use crate::frame::*;
use crate::state::{
    H2ConnectionState, H2Limits, ParseError, ParseErrorKind, ParsedH2Message, StreamId,
    StreamPhase, StreamState, TimestampNs,
};

/// Parse the internal buffer incrementally, called by H2ConnectionState::feed()
///
/// Frame-level errors (missing stream for DATA, padding errors) are non-fatal:
/// the offending frame is skipped and parsing continues. HPACK errors corrupt
/// the decoder's dynamic table and are fatal; parsing stops immediately.
/// The buffer is always drained up to the last consumed position regardless
/// of errors, so consumed frames are never re-processed.
pub(crate) fn parse_buffer_incremental(state: &mut H2ConnectionState) -> Result<(), ParseError> {
    let mut pos = 0;
    let timestamp_ns = state.current_timestamp_ns;
    let mut fatal_error: Option<ParseError> = None;

    // Wait for the rest of a preface split across feeds.
    if !state.preface_received
        && state.buffer.len() < CONNECTION_PREFACE.len()
        && CONNECTION_PREFACE.starts_with(&state.buffer)
    {
        return Ok(());
    }

    if !state.preface_received && state.buffer.starts_with(CONNECTION_PREFACE) {
        pos += CONNECTION_PREFACE.len();
        state.preface_received = true;
    }

    while pos + FRAME_HEADER_SIZE <= state.buffer.len() {
        let header = match parse_frame_header(&state.buffer[pos..]) {
            Ok(h) => h,
            Err(_) => break,
        };
        let frame_total_size = FRAME_HEADER_SIZE + header.length as usize;

        if pos + frame_total_size > state.buffer.len() {
            break;
        }

        let frame_payload = state.buffer[pos + FRAME_HEADER_SIZE..pos + frame_total_size].to_vec();

        let result = match header.frame_type {
            FRAME_TYPE_DATA => handle_data_frame(state, &header, &frame_payload, timestamp_ns),
            FRAME_TYPE_HEADERS => {
                handle_headers_frame(state, &header, &frame_payload, timestamp_ns)
            },
            FRAME_TYPE_CONTINUATION => {
                handle_continuation_frame(state, &header, &frame_payload, timestamp_ns)
            },
            FRAME_TYPE_SETTINGS => handle_settings_frame(state, &header, &frame_payload),
            FRAME_TYPE_RST_STREAM => {
                state.active_streams.remove(&header.stream_id);
                Ok(())
            },
            _ => Ok(()),
        };

        pos += frame_total_size;

        if let Err(e) = result {
            if e.is_fatal() {
                fatal_error = Some(e);
                break;
            }
            crate::trace_warn!("skipping HTTP/2 frame: {e}");
            continue;
        }

        if header.stream_id.0 != 0
            && let Some(pair) = check_stream_completion(state, header.stream_id)
        {
            state.completed.push_back(pair);
        }
    }

    if pos > 0 {
        state.buffer.drain(..pos);
    }

    state.evict_stale_streams(timestamp_ns);

    match fatal_error {
        Some(e) => Err(e),
        None => Ok(()),
    }
}

/// Strip the PADDED prefix/suffix from a frame payload.
fn strip_padding(flags: u8, payload: &[u8], stream_id: StreamId) -> Result<&[u8], ParseError> {
    if flags & FLAG_PADDED == 0 {
        return Ok(payload);
    }
    let Some((&pad_len, rest)) = payload.split_first() else {
        return Err(ParseError::with_stream(ParseErrorKind::Http2PaddingError, stream_id));
    };
    let pad_len = pad_len as usize;
    if pad_len > rest.len() {
        return Err(ParseError::with_stream(ParseErrorKind::Http2PaddingError, stream_id));
    }
    Ok(&rest[..rest.len() - pad_len])
}

fn handle_headers_frame(
    state: &mut H2ConnectionState,
    header: &FrameHeader,
    payload: &[u8],
    timestamp_ns: TimestampNs,
) -> Result<(), ParseError> {
    let stream_id = header.stream_id;
    if stream_id.0 == 0 {
        return Err(ParseError::new(ParseErrorKind::Http2InvalidFrame));
    }

    if !state.active_streams.contains_key(&stream_id)
        && state.active_streams.len() >= state.limits.max_concurrent_streams
    {
        return Err(ParseError::with_stream(
            ParseErrorKind::Http2MaxConcurrentStreams,
            stream_id,
        ));
    }

    let header_block = strip_padding(header.flags, payload, stream_id)?;

    let header_block = if header.flags & FLAG_PRIORITY != 0 {
        if header_block.len() < 5 {
            return Err(ParseError::with_stream(
                ParseErrorKind::Http2PriorityError,
                stream_id,
            ));
        }
        &header_block[5..]
    } else {
        header_block
    };

    if stream_id > state.highest_stream_id {
        state.highest_stream_id = stream_id;
    }
    let stream = state
        .active_streams
        .entry(stream_id)
        .or_insert_with(|| StreamState::new(timestamp_ns));

    stream.header_size += FRAME_HEADER_SIZE + payload.len();

    let end_stream = header.flags & FLAG_END_STREAM != 0;
    let end_headers = header.flags & FLAG_END_HEADERS != 0;
    if end_stream {
        stream.end_stream_timestamp_ns = timestamp_ns;
    }

    // A second HEADERS block after the headers completed carries trailers.
    let trailers = stream.phase == StreamPhase::ReceivingBody;

    if end_headers {
        let full_block = if stream.continuation_buffer.is_empty() {
            header_block.to_vec()
        } else {
            stream.continuation_buffer.extend_from_slice(header_block);
            std::mem::take(&mut stream.continuation_buffer)
        };
        decode_headers_into_stream(
            &mut state.decoder,
            stream,
            &full_block,
            &state.limits,
            trailers,
        )?;
        stream.phase = if end_stream || trailers {
            StreamPhase::Complete
        } else {
            StreamPhase::ReceivingBody
        };
    } else {
        stream.continuation_buffer.extend_from_slice(header_block);
        stream.phase = if trailers {
            StreamPhase::ReceivingTrailers {
                end_stream_seen: end_stream,
            }
        } else {
            StreamPhase::ReceivingHeaders {
                end_stream_seen: end_stream,
            }
        };
    }

    Ok(())
}

fn handle_continuation_frame(
    state: &mut H2ConnectionState,
    header: &FrameHeader,
    payload: &[u8],
    timestamp_ns: TimestampNs,
) -> Result<(), ParseError> {
    let stream = state.active_streams.get_mut(&header.stream_id).ok_or_else(|| {
        ParseError::with_stream(ParseErrorKind::Http2HeadersIncomplete, header.stream_id)
    })?;

    let (end_stream_seen, trailers) = match stream.phase {
        StreamPhase::ReceivingHeaders { end_stream_seen } => (end_stream_seen, false),
        StreamPhase::ReceivingTrailers { end_stream_seen } => (end_stream_seen, true),
        _ => {
            return Err(ParseError::with_stream(
                ParseErrorKind::Http2HeadersIncomplete,
                header.stream_id,
            ));
        },
    };

    stream.continuation_buffer.extend_from_slice(payload);
    stream.header_size += FRAME_HEADER_SIZE + payload.len();

    if header.flags & FLAG_END_HEADERS != 0 {
        let buf = std::mem::take(&mut stream.continuation_buffer);
        decode_headers_into_stream(&mut state.decoder, stream, &buf, &state.limits, trailers)?;
        stream.phase = if end_stream_seen || trailers {
            if stream.end_stream_timestamp_ns.0 == 0 {
                stream.end_stream_timestamp_ns = timestamp_ns;
            }
            StreamPhase::Complete
        } else {
            StreamPhase::ReceivingBody
        };
    }

    Ok(())
}

fn handle_data_frame(
    state: &mut H2ConnectionState,
    header: &FrameHeader,
    payload: &[u8],
    timestamp_ns: TimestampNs,
) -> Result<(), ParseError> {
    let data = strip_padding(header.flags, payload, header.stream_id)?;
    let limit = state.limits.max_body_size;

    let stream = state.active_streams.get_mut(&header.stream_id).ok_or_else(|| {
        ParseError::with_stream(ParseErrorKind::Http2StreamNotFound, header.stream_id)
    })?;
    if stream.phase != StreamPhase::ReceivingBody {
        return Err(ParseError::with_stream(
            ParseErrorKind::Http2InvalidFrame,
            header.stream_id,
        ));
    }

    stream.append_body(data, limit);

    if header.flags & FLAG_END_STREAM != 0 {
        stream.end_stream_timestamp_ns = timestamp_ns;
        stream.phase = StreamPhase::Complete;
    }

    Ok(())
}

fn handle_settings_frame(
    state: &mut H2ConnectionState,
    header: &FrameHeader,
    payload: &[u8],
) -> Result<(), ParseError> {
    if !payload.len().is_multiple_of(6) {
        return Err(ParseError::with_stream(
            ParseErrorKind::Http2SettingsLengthError,
            header.stream_id,
        ));
    }

    for setting in payload.chunks_exact(6) {
        let setting_id = u16::from_be_bytes([setting[0], setting[1]]);
        let value = u32::from_be_bytes([setting[2], setting[3], setting[4], setting[5]]);

        match setting_id {
            0x01 => {
                state.settings.header_table_size = value;
                let capped = (value as usize).min(state.limits.max_table_size);
                state.decoder.set_max_table_size(capped);
            },
            0x05 => state.settings.max_frame_size = value,
            _ => {},
        }
    }

    Ok(())
}

fn decode_headers_into_stream(
    decoder: &mut loona_hpack::Decoder<'static>,
    stream: &mut StreamState,
    header_block: &[u8],
    limits: &H2Limits,
    trailers: bool,
) -> Result<(), ParseError> {
    let mut total_size: usize = 0;
    let mut header_count: usize = 0;
    let mut limit_exceeded = false;
    let mut encoding_error = false;

    decoder
        .decode_with_cb(header_block, |name, value| {
            if limit_exceeded || encoding_error {
                return;
            }

            header_count += 1;
            if header_count > limits.max_header_count || value.len() > limits.max_header_value_size
            {
                limit_exceeded = true;
                return;
            }

            // RFC 7540 §6.5.2: sum of (name.len + value.len + 32) per entry
            total_size += name.len() + value.len() + 32;
            if total_size > limits.max_header_list_size {
                limit_exceeded = true;
                return;
            }

            let (Ok(name_str), Ok(value_str)) =
                (std::str::from_utf8(&name), std::str::from_utf8(&value))
            else {
                encoding_error = true;
                return;
            };
            let value_str = value_str.to_string();

            if trailers {
                stream.trailers.push((name_str.to_string(), value_str));
                return;
            }
            match name_str {
                ":method" => stream.method = Some(value_str),
                ":path" => stream.path = Some(value_str),
                ":authority" => stream.authority = Some(value_str),
                ":scheme" => stream.scheme = Some(value_str),
                ":status" => stream.status = value_str.parse().ok(),
                _ => stream.headers.push((name_str.to_string(), value_str)),
            }
        })
        .map_err(|e| ParseError::new(ParseErrorKind::Http2HpackError(format!("{e:?}"))))?;

    if encoding_error {
        return Err(ParseError::new(ParseErrorKind::Http2InvalidHeaderEncoding));
    }

    if limit_exceeded {
        return Err(ParseError::new(ParseErrorKind::Http2HeaderListTooLarge));
    }

    Ok(())
}

fn build_parsed_message_owned(stream_id: StreamId, stream: StreamState) -> ParsedH2Message {
    ParsedH2Message {
        method: stream.method,
        path: stream.path,
        authority: stream.authority,
        scheme: stream.scheme,
        status: stream.status,
        headers: stream.headers,
        trailers: stream.trailers,
        stream_id,
        header_size: stream.header_size,
        body: stream.body,
        truncated: stream.truncated,
        first_frame_timestamp_ns: stream.first_frame_timestamp_ns,
        end_stream_timestamp_ns: stream.end_stream_timestamp_ns,
    }
}

/// Extract the stream if it just completed. Only the stream touched by the
/// current frame is checked.
fn check_stream_completion(
    state: &mut H2ConnectionState,
    stream_id: StreamId,
) -> Option<(StreamId, ParsedH2Message)> {
    let stream = state.active_streams.get(&stream_id)?;
    if stream.phase == StreamPhase::Complete {
        let stream = state.active_streams.remove(&stream_id)?;
        Some((stream_id, build_parsed_message_owned(stream_id, stream)))
    } else {
        None
    }
}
------------------------------------------------------------------------
For the string "take", show each line of the listing where it appears.

ANSWER BOX:
            std::mem::take(&mut stream.continuation_buffer)
        let buf = std::mem::take(&mut stream.continuation_buffer);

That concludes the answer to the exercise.